What about talking to this girl about your current situation?
About how hard it is to find friends, OR talk to her about how you really like her but don't wanna loose her as a friend... (Don't talk about both, that seems desperate!)

Many have written about activities, if you are going down into a depression the first things one stop with are usually those that are fun, so if you used to do some things that you found fun but don't anymore, do them anyway!!! The activity is propably still fun but the lack of initiative is difficult.

Take some person and use as a test person. See how far you can go without embarrasing yourself, talk about anything, it doesn't matter what, questions are usually a good thing. Ask them what they did this weekend, spin on that, was it fun, have you done it before, the key point is to focus interest on the other person, then they'll really like you! Active listening!

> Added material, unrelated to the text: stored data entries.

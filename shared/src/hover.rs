//! Hover tracking for the interactive fill layer.
//!
//! [`HoverController`] owns the single "currently hovered" identifier and is the
//! only writer of the per-feature `hover` flag. It never talks to the map or the
//! DOM directly: flag writes go through a [`FeatureStateSink`] and the floating
//! tooltip through a [`TooltipSurface`], so the state machine runs the same in
//! the browser and under `cargo test`.

use crate::feature::{Feature, FeatureId};
use crate::tooltip::TooltipTemplate;

/// Geographic pointer position, used as the tooltip anchor.
#[derive(Debug, Clone, Copy, PartialEq)]
pub struct LngLat {
    pub lng: f64,
    pub lat: f64,
}

impl LngLat {
    pub const fn new(lng: f64, lat: f64) -> Self {
        Self { lng, lat }
    }
}

#[derive(Debug, Clone, Copy, PartialEq, Eq, Default)]
pub enum HoverState {
    #[default]
    Idle,
    Hovering(FeatureId),
}

/// Per-feature render state of the polygon source.
pub trait FeatureStateSink {
    fn set_hover(&mut self, id: FeatureId, hovered: bool);
}

/// The single floating tooltip panel.
pub trait TooltipSurface {
    /// Attach (if detached), replace content and move to `anchor`.
    fn show(&mut self, anchor: LngLat, html: &str);
    /// Detach. Hiding an already hidden tooltip is harmless.
    fn hide(&mut self);
}

pub struct HoverController<S, T> {
    state: HoverState,
    /// Last pointer position seen, reused when an event carries none.
    anchor: Option<LngLat>,
    template: TooltipTemplate,
    feature_state: S,
    tooltip: T,
}

impl<S: FeatureStateSink, T: TooltipSurface> HoverController<S, T> {
    pub fn new(template: TooltipTemplate, feature_state: S, tooltip: T) -> Self {
        Self {
            state: HoverState::Idle,
            anchor: None,
            template,
            feature_state,
            tooltip,
        }
    }

    pub fn state(&self) -> HoverState {
        self.state
    }

    /// Pointer moved within the fill layer. `features` are the rendered features
    /// under the pointer, topmost first. `at` is `None` when the engine did not
    /// report a position; the previous one is kept in that case.
    pub fn pointer_move(&mut self, at: Option<LngLat>, features: &[Feature]) {
        // Between shapes: keep whatever is currently shown.
        let Some(top) = features.first() else {
            return;
        };
        // Nowhere to put the tooltip yet.
        let Some(anchor) = at.or(self.anchor) else {
            return;
        };

        let Some(id) = top.id else {
            // Cannot be flagged, so it cannot own the tooltip either.
            log::trace!("hover: feature without id under pointer");
            self.release();
            return;
        };

        match self.state {
            HoverState::Hovering(prev) if prev == id => {}
            HoverState::Hovering(prev) => {
                self.feature_state.set_hover(prev, false);
                self.feature_state.set_hover(id, true);
                log::trace!("hover: {prev} -> {id}");
            }
            HoverState::Idle => {
                self.feature_state.set_hover(id, true);
                log::trace!("hover: enter {id}");
            }
        }
        self.state = HoverState::Hovering(id);
        self.anchor = Some(anchor);

        let html = self.template.render_html(Some(top));
        self.tooltip.show(anchor, &html);
    }

    /// Pointer left the fill layer.
    pub fn pointer_leave(&mut self) {
        self.release();
    }

    /// Clear any flag and hide the tooltip. Called when the view unmounts,
    /// whatever the current state.
    pub fn teardown(&mut self) {
        self.release();
    }

    fn release(&mut self) {
        if let HoverState::Hovering(prev) = self.state {
            self.feature_state.set_hover(prev, false);
            log::trace!("hover: leave {prev}");
        }
        self.state = HoverState::Idle;
        self.anchor = None;
        self.tooltip.hide();
    }
}
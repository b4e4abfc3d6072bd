use crate::feature::{Feature, FeatureCollection, FeatureId, Geometry};

/// Derive the bubble source from the polygon source: one point per polygon,
/// placed at the polygon's representative coordinate.
///
/// Element `i` of the output has id `i` and carries element `i`'s properties
/// unchanged. A polygon without numeric `longitude`/`latitude` properties still
/// yields a point, with `null` coordinates, so positional ids stay aligned.
pub fn bubble_points(polygons: &FeatureCollection) -> FeatureCollection {
    let features = polygons
        .iter()
        .enumerate()
        .map(|(index, polygon)| Feature {
            id: Some(index as FeatureId),
            geometry: Some(Geometry::point(polygon.representative_point())),
            properties: polygon.properties.clone(),
        })
        .collect();
    FeatureCollection::new(features)
}

#[cfg(test)]
mod tests {
    use serde_json::json;

    use super::bubble_points;
    use crate::feature::{Feature, FeatureCollection, Geometry, Properties, Shape};

    fn polygon(props: serde_json::Value) -> Feature {
        let properties: Option<Properties> = match props {
            serde_json::Value::Object(map) => Some(map),
            _ => None,
        };
        Feature {
            id: None,
            geometry: Some(Geometry::Shape(Shape::Polygon {
                coordinates: vec![vec![
                    vec![0.0, 0.0],
                    vec![1.0, 0.0],
                    vec![1.0, 1.0],
                    vec![0.0, 0.0],
                ]],
            })),
            properties,
        }
    }

    #[test]
    fn ids_match_positions_and_length_is_preserved() {
        let polygons = FeatureCollection::new(
            (0..5)
                .map(|i| polygon(json!({ "name": format!("c{i}"), "longitude": i, "latitude": -i })))
                .collect(),
        );
        let points = bubble_points(&polygons);
        assert_eq!(points.len(), 5);
        for (index, point) in points.iter().enumerate() {
            assert_eq!(point.id, Some(index as u64));
            assert_eq!(
                point.geometry,
                Some(Geometry::point([Some(index as f64), Some(-(index as f64))]))
            );
        }
    }

    #[test]
    fn properties_are_carried_through_and_input_is_untouched() {
        let polygons = FeatureCollection::new(vec![polygon(
            json!({ "name": "Chile", "m2": 19_000_000, "longitude": -71.5, "latitude": -35.7 }),
        )]);
        let before = polygons.clone();
        let points = bubble_points(&polygons);
        assert_eq!(polygons, before);
        assert_eq!(points.features[0].properties, polygons.features[0].properties);
    }

    #[test]
    fn missing_coordinates_yield_null_point() {
        let polygons = FeatureCollection::new(vec![
            polygon(json!({ "name": "Nowhere" })),
            polygon(serde_json::Value::Null),
            polygon(json!({ "longitude": 10.0 })),
        ]);
        let points = bubble_points(&polygons);
        assert_eq!(points.len(), 3);
        assert_eq!(
            points.features[0].geometry,
            Some(Geometry::point([None, None]))
        );
        assert!(points.features[1].properties.is_none());
        assert_eq!(
            points.features[2].geometry,
            Some(Geometry::point([Some(10.0), None]))
        );

        let value = serde_json::to_value(&points.features[0]).unwrap();
        assert_eq!(value["geometry"], json!({ "type": "Point", "coordinates": [null, null] }));
    }

    #[test]
    fn empty_collection_maps_to_empty() {
        assert!(bubble_points(&FeatureCollection::default()).is_empty());
    }
}
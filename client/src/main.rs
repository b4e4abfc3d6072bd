mod app;
mod dataset;
mod map;
mod mapbox;

use leptos::mount::mount_to;
use std::any::Any;
use std::cell::RefCell;
use wasm_bindgen::JsCast;

use worldmap_shared::config::LOG_LEVEL;

thread_local! {
    static APP_MOUNT_HANDLE: RefCell<Option<Box<dyn Any>>> = RefCell::new(None);
}

fn main() {
    console_error_panic_hook::set_once();
    // Fails only if a logger is already installed, e.g. after a hot reload.
    let _ = console_log::init_with_level(LOG_LEVEL);

    let Some(window) = web_sys::window() else {
        return;
    };
    let Some(document) = window.document() else {
        return;
    };
    let mount_target = document
        .get_element_by_id("app")
        .and_then(|node| node.dyn_into::<web_sys::HtmlElement>().ok())
        .or_else(|| document.body());
    let Some(target) = mount_target else {
        return;
    };

    APP_MOUNT_HANDLE.with(move |slot| {
        // Dropping the previous handle unmounts its maps before the new ones mount.
        let _old = slot.borrow_mut().take();
        let handle = mount_to(target, app::App);
        *slot.borrow_mut() = Some(Box::new(handle));
    });
}
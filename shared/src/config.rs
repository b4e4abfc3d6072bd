use serde::Serialize;

pub const STYLE_URL: &str = "mapbox://styles/mapbox/streets-v12";
pub const DEFAULT_CENTER: [f64; 2] = [-59.78759765624997, 43.939599609374994];
pub const DEFAULT_ZOOM: f64 = 1.5;

pub const CONTAINER_WIDTH_PX: u32 = 1200;
pub const CONTAINER_HEIGHT_PX: u32 = 600;

pub const COUNTRIES_SOURCE: &str = "countries";
pub const BUBBLE_SOURCE: &str = "bubble";
pub const FILL_LAYER: &str = "countries-fills";
pub const BORDER_LAYER: &str = "countries-borders";
pub const BUBBLE_LAYER: &str = "population-bubbles";

/// Feature-state key toggled by the hover controller.
pub const HOVER_STATE_KEY: &str = "hover";

/// Property the color lookup is keyed on, and the property holding the color.
pub const NAME_PROPERTY: &str = "name";
pub const COLOR_PROPERTY: &str = "color";
pub const FALLBACK_COLOR: &str = "#ccc";

pub const FILL_OPACITY: f64 = 0.7;
pub const FILL_OPACITY_HOVERED: f64 = 0.9;
pub const BORDER_WIDTH: f64 = 2.0;

pub const BUBBLE_RADIUS: f64 = 25.0;
pub const BUBBLE_COLOR: &str = "#007E91";
pub const BUBBLE_OPACITY: f64 = 0.5;
pub const BUBBLE_STROKE_WIDTH: f64 = 1.0;

pub const LOG_LEVEL: log::Level = log::Level::Info;

/// Constructor options handed to the map engine. The container element is
/// attached separately since it is a live DOM node.
#[derive(Debug, Clone, PartialEq, Serialize)]
pub struct MapOptions {
    pub style: String,
    pub center: [f64; 2],
    pub zoom: f64,
}

impl Default for MapOptions {
    fn default() -> Self {
        Self {
            style: STYLE_URL.to_string(),
            center: DEFAULT_CENTER,
            zoom: DEFAULT_ZOOM,
        }
    }
}

/// `width`/`height` inline style for the map container.
pub fn container_style() -> String {
    format!("height: {CONTAINER_HEIGHT_PX}px; width: {CONTAINER_WIDTH_PX}px; margin: 50px auto;")
}

#[cfg(test)]
mod tests {
    use super::{MapOptions, container_style};

    #[test]
    fn map_options_serialize_as_engine_expects() {
        let value = serde_json::to_value(MapOptions::default()).unwrap();
        assert!(value.get("container").is_none());
        assert_eq!(value["style"], "mapbox://styles/mapbox/streets-v12");
        assert_eq!(value["zoom"], 1.5);
        assert_eq!(value["center"][0], -59.78759765624997);
    }

    #[test]
    fn container_style_uses_fixed_size() {
        assert_eq!(
            container_style(),
            "height: 600px; width: 1200px; margin: 50px auto;"
        );
    }
}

For me my great break through was when I moved to another town and started a new school (17 years old), only two people there knew me as I used to be, quiet and shy. This time I decided to don't care.
If I blushed, so what, girls like it!
I talked and joked and went to discos, where I look like there's a severe case of electrical shocks sent through me, not a pretty sight, but I tried to ingnore the fact that I cared!
I made a fool out of myself several times but I tried to not show that I cared, I tried joking it away, and it got easier all the time. Taking the initiative with girls though was a limit I didn't dare cross, but thankfully somehow I started to get more attractive the more I blushed and made a fool of myself! (I guess it's something with the maternal instinct, take care of the poor sod!)
About at this time I started skydiving aswell, that also gave my ego a real kick and might be why I could do the things I did, I got an identity which I somehow had thought I hadn't had before, I needed an external definition of myself.
(Made 500+ jumps before my first kid came and I stopped, met my wife while skydiving when I was 24 , first kiss in freefall)

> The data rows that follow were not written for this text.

use serde_json::Value;

use crate::feature::Feature;

/// One labeled line of tooltip content, read from a single property.
#[derive(Debug, Clone, PartialEq, Eq)]
pub struct TooltipField {
    pub label: &'static str,
    pub property: &'static str,
}

impl TooltipField {
    pub const fn new(label: &'static str, property: &'static str) -> Self {
        Self { label, property }
    }
}

/// Ordered set of fields shown for a hovered feature.
#[derive(Debug, Clone, PartialEq, Eq)]
pub struct TooltipTemplate {
    pub fields: Vec<TooltipField>,
}

impl TooltipTemplate {
    pub fn new(fields: Vec<TooltipField>) -> Self {
        Self { fields }
    }

    /// Country name plus the two metrics of the population dataset.
    pub fn primary() -> Self {
        Self::new(vec![
            TooltipField::new("Name", "name"),
            TooltipField::new("Area", "m1"),
            TooltipField::new("Population", "m2"),
        ])
    }

    /// ISO code and name of the code-keyed dataset.
    pub fn secondary() -> Self {
        Self::new(vec![
            TooltipField::new("ISO Code", "iso_code"),
            TooltipField::new("Country", "name_en"),
        ])
    }

    /// Plain-text lines for `feature`, or none when there is no feature.
    pub fn lines(&self, feature: Option<&Feature>) -> Vec<String> {
        let Some(feature) = feature else {
            return Vec::new();
        };
        self.fields
            .iter()
            .map(|field| {
                let value = feature
                    .property(field.property)
                    .map(display_value)
                    .unwrap_or_default();
                format!("{}: {}", field.label, value)
            })
            .collect()
    }

    /// Tooltip markup: one paragraph per field in a vertical flex column.
    /// An absent feature renders as the empty string.
    pub fn render_html(&self, feature: Option<&Feature>) -> String {
        let lines = self.lines(feature);
        if lines.is_empty() {
            return String::new();
        }
        let mut html =
            String::from(r#"<div style="display:flex;flex-direction:column;row-gap:6px;">"#);
        for line in &lines {
            html.push_str("<p>");
            html.push_str(&escape_html(line));
            html.push_str("</p>");
        }
        html.push_str("</div>");
        html
    }
}

/// Human-readable property value. Integral floats drop their fraction so that
/// `5.0` reads as `5`.
fn display_value(value: &Value) -> String {
    match value {
        Value::Null => String::new(),
        Value::String(s) => s.clone(),
        Value::Number(n) => match (n.as_i64(), n.as_u64(), n.as_f64()) {
            (Some(i), _, _) => i.to_string(),
            (None, Some(u), _) => u.to_string(),
            (None, None, Some(f)) if f.fract() == 0.0 && f.abs() < 1e15 => {
                format!("{}", f as i64)
            }
            (None, None, Some(f)) => f.to_string(),
            _ => n.to_string(),
        },
        Value::Bool(b) => b.to_string(),
        other => other.to_string(),
    }
}

fn escape_html(raw: &str) -> String {
    let mut out = String::with_capacity(raw.len());
    for ch in raw.chars() {
        match ch {
            '&' => out.push_str("&amp;"),
            '<' => out.push_str("&lt;"),
            '>' => out.push_str("&gt;"),
            '"' => out.push_str("&quot;"),
            '\'' => out.push_str("&#39;"),
            _ => out.push(ch),
        }
    }
    out
}
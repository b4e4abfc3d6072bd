use std::cell::RefCell;
use std::rc::{Rc, Weak};

use leptos::prelude::*;
use serde_json::json;
use wasm_bindgen::JsCast;
use wasm_bindgen::JsValue;
use wasm_bindgen::closure::Closure;

use worldmap_shared::config::{
    BUBBLE_SOURCE, COUNTRIES_SOURCE, FILL_LAYER, HOVER_STATE_KEY, MapOptions, container_style,
};
use worldmap_shared::style::{self, SourceSpec};
use worldmap_shared::{
    ChartVariant, FeatureCollection, FeatureId, FeatureStateSink, HoverController, LngLat,
    TooltipSurface, bubble_points,
};

use crate::dataset;
use crate::mapbox::{self, FeatureTarget, MapboxMap, Popup, PopupOptions};

/// Writes the `hover` feature state of the polygon source.
struct MapFeatureState {
    map: Rc<MapboxMap>,
}

impl FeatureStateSink for MapFeatureState {
    fn set_hover(&mut self, id: FeatureId, hovered: bool) {
        let target = FeatureTarget {
            source: COUNTRIES_SOURCE,
            id,
        };
        let (Ok(target), Ok(state)) = (
            mapbox::to_js(&target),
            mapbox::to_js(&json!({ HOVER_STATE_KEY: hovered })),
        ) else {
            return;
        };
        if let Err(e) = self.map.set_feature_state(&target, &state) {
            log::warn!("setFeatureState({id}, {hovered}) failed: {e:?}");
        }
    }
}

/// The engine's popup, attached to the map only while something is hovered.
struct PopupTooltip {
    map: Rc<MapboxMap>,
    popup: Popup,
    attached: bool,
}

impl TooltipSurface for PopupTooltip {
    fn show(&mut self, anchor: LngLat, html: &str) {
        let Ok(lng_lat) = mapbox::to_js(&[anchor.lng, anchor.lat]) else {
            return;
        };
        let updated = self
            .popup
            .set_lng_lat(&lng_lat)
            .and_then(|_| self.popup.set_html(html));
        if let Err(e) = updated {
            log::warn!("Tooltip update failed: {e:?}");
            return;
        }
        if !self.attached {
            match self.popup.add_to(&self.map) {
                Ok(_) => self.attached = true,
                Err(e) => log::warn!("Tooltip attach failed: {e:?}"),
            }
        }
    }

    fn hide(&mut self) {
        if self.attached {
            if let Err(e) = self.popup.remove() {
                log::warn!("Tooltip removal failed: {e:?}");
            }
            self.attached = false;
        }
    }
}

type MapHoverController = HoverController<MapFeatureState, PopupTooltip>;

struct PointerHandlers {
    on_move: Closure<dyn FnMut(JsValue)>,
    on_leave: Closure<dyn FnMut(JsValue)>,
}

/// Everything one mounted map owns. Dropping it clears hover state, removes the
/// map (which detaches every listener and the popup) and frees the closures.
struct MapBinding {
    map: Rc<MapboxMap>,
    hover: Rc<RefCell<MapHoverController>>,
    _handlers: Rc<PointerHandlers>,
    _on_load: Closure<dyn FnMut()>,
}

impl MapBinding {
    fn mount(container: &web_sys::HtmlElement, variant: &ChartVariant) -> Result<Self, String> {
        if let Some(token) = option_env!("MAPBOX_ACCESS_TOKEN")
            && !mapbox::set_access_token(token)
        {
            return Err("mapboxgl is not loaded".into());
        }

        let options = mapbox::to_js(&MapOptions::default()).map_err(|e| e.to_string())?;
        js_sys::Reflect::set(&options, &JsValue::from_str("container"), container)
            .map_err(|e| format!("{e:?}"))?;
        let map = Rc::new(MapboxMap::new(&options).map_err(|e| format!("{e:?}"))?);

        let popup_options = mapbox::to_js(&PopupOptions {
            close_button: false,
            close_on_click: false,
        })
        .map_err(|e| e.to_string())?;
        let hover = Rc::new(RefCell::new(HoverController::new(
            variant.tooltip.clone(),
            MapFeatureState { map: map.clone() },
            PopupTooltip {
                map: map.clone(),
                popup: Popup::new(&popup_options),
                attached: false,
            },
        )));

        let handlers = Rc::new(PointerHandlers {
            on_move: {
                let hover = hover.clone();
                Closure::<dyn FnMut(JsValue)>::new(move |e: JsValue| {
                    let features = mapbox::event_features(&e);
                    if features.is_empty() {
                        return;
                    }
                    let at = mapbox::event_lng_lat(&e);
                    if let Ok(mut hover) = hover.try_borrow_mut() {
                        hover.pointer_move(at, &features);
                    }
                })
            },
            on_leave: {
                let hover = hover.clone();
                Closure::<dyn FnMut(JsValue)>::new(move |_: JsValue| {
                    if let Ok(mut hover) = hover.try_borrow_mut() {
                        hover.pointer_leave();
                    }
                })
            },
        });

        let on_load = {
            let map = Rc::downgrade(&map);
            let handlers = Rc::downgrade(&handlers);
            let dataset_url = variant.dataset_url;
            Closure::<dyn FnMut()>::new(move || {
                let map = map.clone();
                let handlers = handlers.clone();
                wasm_bindgen_futures::spawn_local(async move {
                    let polygons = match dataset::fetch_polygons(dataset_url).await {
                        Ok(polygons) => polygons,
                        Err(e) => {
                            log::warn!("Dataset {dataset_url} unavailable: {e}");
                            return;
                        }
                    };
                    log::info!("Loaded {} features from {dataset_url}", polygons.len());
                    install(&map, &handlers, &polygons);
                });
            })
        };
        map.on("load", on_load.as_ref().unchecked_ref());

        Ok(Self {
            map,
            hover,
            _handlers: handlers,
            _on_load: on_load,
        })
    }
}

/// Register sources, layers and fill-layer pointer handlers, unless the view
/// was unmounted while the dataset was loading.
fn install(map: &Weak<MapboxMap>, handlers: &Weak<PointerHandlers>, polygons: &FeatureCollection) {
    let (Some(map), Some(handlers)) = (map.upgrade(), handlers.upgrade()) else {
        return;
    };
    let points = bubble_points(polygons);

    let sources = [
        (COUNTRIES_SOURCE, SourceSpec::geojson(polygons)),
        (BUBBLE_SOURCE, SourceSpec::geojson(&points)),
    ];
    for (id, spec) in &sources {
        let added = mapbox::to_js(spec)
            .map_err(|e| e.to_string())
            .and_then(|spec| map.add_source(id, &spec).map_err(|e| format!("{e:?}")));
        if let Err(e) = added {
            log::warn!("Failed to add source {id}: {e}");
            return;
        }
    }

    for layer in style::layers(polygons) {
        let added = mapbox::to_js(&layer)
            .map_err(|e| e.to_string())
            .and_then(|spec| map.add_layer(&spec).map_err(|e| format!("{e:?}")));
        if let Err(e) = added {
            log::warn!("Failed to add layer {}: {e}", layer.id);
        }
    }

    map.on_layer(
        "mousemove",
        FILL_LAYER,
        handlers.on_move.as_ref().unchecked_ref(),
    );
    map.on_layer(
        "mouseleave",
        FILL_LAYER,
        handlers.on_leave.as_ref().unchecked_ref(),
    );
}

impl Drop for MapBinding {
    fn drop(&mut self) {
        if let Ok(mut hover) = self.hover.try_borrow_mut() {
            hover.teardown();
        }
        self.map.remove();
    }
}

/// Choropleth world map with population bubbles and a hover tooltip.
#[component]
pub fn WorldMapChart(variant: ChartVariant) -> impl IntoView {
    let container_ref = NodeRef::<leptos::html::Div>::new();
    let binding = StoredValue::new_local(None::<MapBinding>);

    Effect::new(move || {
        // No container, no map.
        let Some(container) = container_ref.get() else {
            return;
        };
        if binding.with_value(Option::is_some) {
            return;
        }
        let container: web_sys::HtmlElement = container.unchecked_into();
        match MapBinding::mount(&container, &variant) {
            Ok(mounted) => binding.set_value(Some(mounted)),
            Err(e) => log::warn!("Map init failed for {}: {e}", variant.title),
        }
    });

    on_cleanup(move || {
        binding.try_update_value(|slot| {
            slot.take();
        });
    });

    view! {
        <div node_ref=container_ref style=container_style() />
    }
}

#[cfg(all(test, target_arch = "wasm32"))]
mod tests {
    use std::cell::RefCell;
    use std::rc::Rc;

    use serde_json::json;
    use wasm_bindgen::JsValue;
    use wasm_bindgen_test::*;

    use worldmap_shared::{Feature, HoverController, HoverState, LngLat, TooltipTemplate};

    use super::{MapFeatureState, PopupTooltip};
    use crate::mapbox::{MapboxMap, Popup};

    wasm_bindgen_test_configure!(run_in_browser);

    /// Engine stand-in whose feature-state and popup calls all throw.
    fn install_failing_engine() {
        js_sys::eval(
            r#"
            globalThis.mapboxgl = {
                Map: class {
                    on() {}
                    remove() {}
                    setFeatureState() { throw new Error("source not loaded"); }
                },
                Popup: class {
                    setLngLat() { throw new Error("invalid LngLat"); }
                    setHTML() { throw new Error("detached"); }
                    addTo() { throw new Error("detached"); }
                    remove() { throw new Error("detached"); }
                },
            };
            "#,
        )
        .unwrap();
    }

    fn country(id: u64) -> Feature {
        Feature {
            id: Some(id),
            geometry: None,
            properties: json!({ "name": format!("c{id}") }).as_object().cloned(),
        }
    }

    #[wasm_bindgen_test]
    fn engine_exceptions_do_not_wedge_hover_handling() {
        install_failing_engine();
        let map = Rc::new(MapboxMap::new(&js_sys::Object::new().into()).unwrap());
        let hover = Rc::new(RefCell::new(HoverController::new(
            TooltipTemplate::primary(),
            MapFeatureState { map: map.clone() },
            PopupTooltip {
                map: map.clone(),
                popup: Popup::new(&JsValue::UNDEFINED),
                attached: false,
            },
        )));

        let here = Some(LngLat::new(10.0, 20.0));
        for id in [1, 2, 2, 3] {
            let mut controller = hover.try_borrow_mut().unwrap();
            controller.pointer_move(here, &[country(id)]);
            assert_eq!(controller.state(), HoverState::Hovering(id));
        }

        hover.try_borrow_mut().unwrap().pointer_leave();
        assert_eq!(hover.borrow().state(), HoverState::Idle);
        assert!(hover.try_borrow_mut().is_ok());
    }
}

Later in life when I got my first kid I got my depression. It was too much with med school, a kid , a wife that was constantly tired and blamed me for everything from the dirty dishes to the cold weather (Tired post-partum women are not fun!).
I had no time for anything fun.

First I didn't know what had hit me but as my wife is a psychologist she saw what was happening.
Then I started talking with most of my friends about how I was feeling, what a lousy person I was, a bad father, a bad student etc. No one backed away! It took a couple of months before it turned, I was never that bad that I had to stay away from lectures but I failed the exam that semester for the only time in my life!

So to sum it up, Activities, things you would have found fun if you weren't sad.
Talk, to your friend and family about how you feel, they can surprise you!.
Talk to others, about anything, it get's easier and easier. (One can always start with something lame; "-I really wanna talk with you but I don't know about what, You tell me what we should talk about!"
If you embarras yourself or make a fool of yourself so what, in a hundred years no one will know. And will embarrasing yourself make things worse than they are today.

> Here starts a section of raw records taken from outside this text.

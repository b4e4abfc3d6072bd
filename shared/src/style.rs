//! Source and layer definitions registered with the map engine.

use std::collections::HashSet;

use serde::Serialize;
use serde_json::{Value, json};

use crate::config::{
    BORDER_LAYER, BORDER_WIDTH, BUBBLE_COLOR, BUBBLE_LAYER, BUBBLE_OPACITY, BUBBLE_RADIUS,
    BUBBLE_SOURCE, BUBBLE_STROKE_WIDTH, COLOR_PROPERTY, COUNTRIES_SOURCE, FALLBACK_COLOR,
    FILL_LAYER, FILL_OPACITY, FILL_OPACITY_HOVERED, HOVER_STATE_KEY, NAME_PROPERTY,
};
use crate::feature::FeatureCollection;

#[derive(Debug, Clone, PartialEq, Serialize)]
pub struct SourceSpec<'a> {
    #[serde(rename = "type")]
    pub kind: &'static str,
    pub data: &'a FeatureCollection,
}

impl<'a> SourceSpec<'a> {
    pub fn geojson(data: &'a FeatureCollection) -> Self {
        Self {
            kind: "geojson",
            data,
        }
    }
}

#[derive(Debug, Clone, Copy, PartialEq, Eq, Serialize)]
#[serde(rename_all = "lowercase")]
pub enum LayerKind {
    Fill,
    Line,
    Circle,
}

#[derive(Debug, Clone, PartialEq, Serialize)]
pub struct LayerSpec {
    pub id: &'static str,
    #[serde(rename = "type")]
    pub kind: LayerKind,
    pub source: &'static str,
    pub paint: Value,
}

/// `["match", ["get", "name"], name₀, color₀, …, fallback]`.
///
/// Features without both a name and a color are skipped and only the first
/// color per name is used, since the engine rejects duplicate match labels.
/// With no usable entries the plain fallback color is returned, as an empty
/// `match` is also invalid.
pub fn color_match(polygons: &FeatureCollection) -> Value {
    let mut seen = HashSet::new();
    let mut expr = vec![json!("match"), json!(["get", NAME_PROPERTY])];
    for feature in polygons.iter() {
        let (Some(name), Some(color)) = (
            feature.property_str(NAME_PROPERTY),
            feature.property_str(COLOR_PROPERTY),
        ) else {
            continue;
        };
        if seen.insert(name) {
            expr.push(json!(name));
            expr.push(json!(color));
        }
    }
    if seen.is_empty() {
        return json!(FALLBACK_COLOR);
    }
    expr.push(json!(FALLBACK_COLOR));
    Value::Array(expr)
}

/// Fill opacity raised while the feature's `hover` state is set.
pub fn hover_opacity() -> Value {
    json!([
        "case",
        ["boolean", ["feature-state", HOVER_STATE_KEY], false],
        FILL_OPACITY_HOVERED,
        FILL_OPACITY
    ])
}

pub fn fill_layer(polygons: &FeatureCollection) -> LayerSpec {
    LayerSpec {
        id: FILL_LAYER,
        kind: LayerKind::Fill,
        source: COUNTRIES_SOURCE,
        paint: json!({
            "fill-color": color_match(polygons),
            "fill-opacity": hover_opacity(),
        }),
    }
}

pub fn border_layer(polygons: &FeatureCollection) -> LayerSpec {
    LayerSpec {
        id: BORDER_LAYER,
        kind: LayerKind::Line,
        source: COUNTRIES_SOURCE,
        paint: json!({
            "line-width": BORDER_WIDTH,
            "line-color": color_match(polygons),
        }),
    }
}

pub fn bubble_layer() -> LayerSpec {
    LayerSpec {
        id: BUBBLE_LAYER,
        kind: LayerKind::Circle,
        source: BUBBLE_SOURCE,
        paint: json!({
            "circle-radius": BUBBLE_RADIUS,
            "circle-color": BUBBLE_COLOR,
            "circle-opacity": BUBBLE_OPACITY,
            "circle-stroke-color": BUBBLE_COLOR,
            "circle-stroke-width": BUBBLE_STROKE_WIDTH,
        }),
    }
}

/// Layers in registration (bottom-to-top) order.
pub fn layers(polygons: &FeatureCollection) -> [LayerSpec; 3] {
    [
        fill_layer(polygons),
        border_layer(polygons),
        bubble_layer(),
    ]
}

What can you gain and what can you loose, is it worth it?

And finaly, don't give up!

Edit again:
One other thing I did that I won't recommend but that bears some thought.
I stopped with computers.
I had spent three years learning all about them, had imported my own Sinclair ZX-81 Amstrad CPC-464 from England and was a computer wizard, thought the teachers alot.
I sold muy computers and started working in an supermarket. I never took advantage of my computer school training.
I worked in the supermarket for a year, impossible not to meet people.
My relatives thought I was mad, giving up a future proof field with good pay checks and becoming a shop assistant.
After that I worked as a helper at a hospital for a year after military service, then I became a nurse's aid and eventually Med school.
Then I talked to my wife about how I'd really liek to get a computer, but the risk is that i'll become asocial.
She didn't udnertsnd that and said "Go ahead and buy it", she really regrets that!
Still I haven't become asocial, but it steals some time from my family so I try to limit my computer time!


About being shy and quiet, after ignoring it for a couple of years it goes away!